• Task prompt: Your answer must be one number: the count of lines below that include "LoginRequest".

• Dataset excerpts:
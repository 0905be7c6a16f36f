use axum::{
    extract::State,
    http::StatusCode,
    response::{IntoResponse, Response},
    Json,
};
use serde::Deserialize;
use serde_json::json;

use crate::{
    auth::AuthUser,
    error::Result,
    models::PublicUser,
    services::{auth_service::AuthServiceError, LoginRequest, RegisterRequest},
    AppState,
};

#[derive(Debug, Deserialize)]
pub struct RegisterBody {
    pub name: String,
    pub email: String,
    pub password: String,
}

#[derive(Debug, Deserialize)]
#[serde(rename_all = "camelCase")]
pub struct VerifyEmailBody {
    pub email: String,
    pub verification_code: String,
}

#[derive(Debug, Deserialize)]
pub struct ResendVerificationBody {
    pub email: String,
}

#[derive(Debug, Deserialize)]
pub struct LoginBody {
    pub email: String,
    pub password: String,
}

pub async fn register(
    State(state): State<AppState>,
    Json(body): Json<RegisterBody>,
) -> Result<impl IntoResponse> {
    let outcome = state
        .user_service
        .register(RegisterRequest {
            name: body.name,
            email: body.email,
            password: body.password,
        })
        .await?;

    Ok((
        StatusCode::CREATED,
        Json(json!({
            "success": true,
            "message": "User registered successfully. Please check your email for verification code.",
            "user": PublicUser::from(outcome.user),
            "emailSent": outcome.email_sent,
        })),
    ))
}

pub async fn verify_email(
    State(state): State<AppState>,
    Json(body): Json<VerifyEmailBody>,
) -> Result<impl IntoResponse> {
    state
        .user_service
        .verify_email(&body.email, &body.verification_code)
        .await?;

    Ok(Json(json!({
        "success": true,
        "message": "Email verified successfully",
    })))
}

pub async fn resend_verification(
    State(state): State<AppState>,
    Json(body): Json<ResendVerificationBody>,
) -> Result<impl IntoResponse> {
    state.user_service.resend_verification(&body.email).await?;

    Ok(Json(json!({
        "success": true,
        "message": "Verification code resent successfully",
    })))
}

pub async fn login(
    State(state): State<AppState>,
    Json(body): Json<LoginBody>,
) -> Result<Response> {
    let result = state
        .auth_service
        .authenticate(LoginRequest {
            email: body.email,
            password: body.password,
        })
        .await;

    match result {
        Ok(outcome) => Ok(Json(json!({
            "success": true,
            "message": "Login successful",
            "user": PublicUser::from(outcome.user),
            "token": outcome.token,
        }))
        .into_response()),
        // Carries a flag so the client can offer to resend the code
        Err(AuthServiceError::EmailNotVerified) => Ok((
            StatusCode::FORBIDDEN,
            Json(json!({
                "success": false,
                "error": "Please verify your email before logging in",
                "needsVerification": true,
            })),
        )
            .into_response()),
        Err(e) => Err(e.into()),
    }
}

pub async fn logout() -> impl IntoResponse {
    Json(json!({
        "success": true,
        "message": "Logout successful. Please remove the token from client storage.",
    }))
}

pub async fn refresh_token(
    State(state): State<AppState>,
    user: AuthUser,
) -> Result<impl IntoResponse> {
    let token = state.auth_service.refresh_token(&user)?;

    Ok(Json(json!({
        "success": true,
        "message": "Token refreshed successfully",
        "token": token,
    })))
}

• Written answer: 2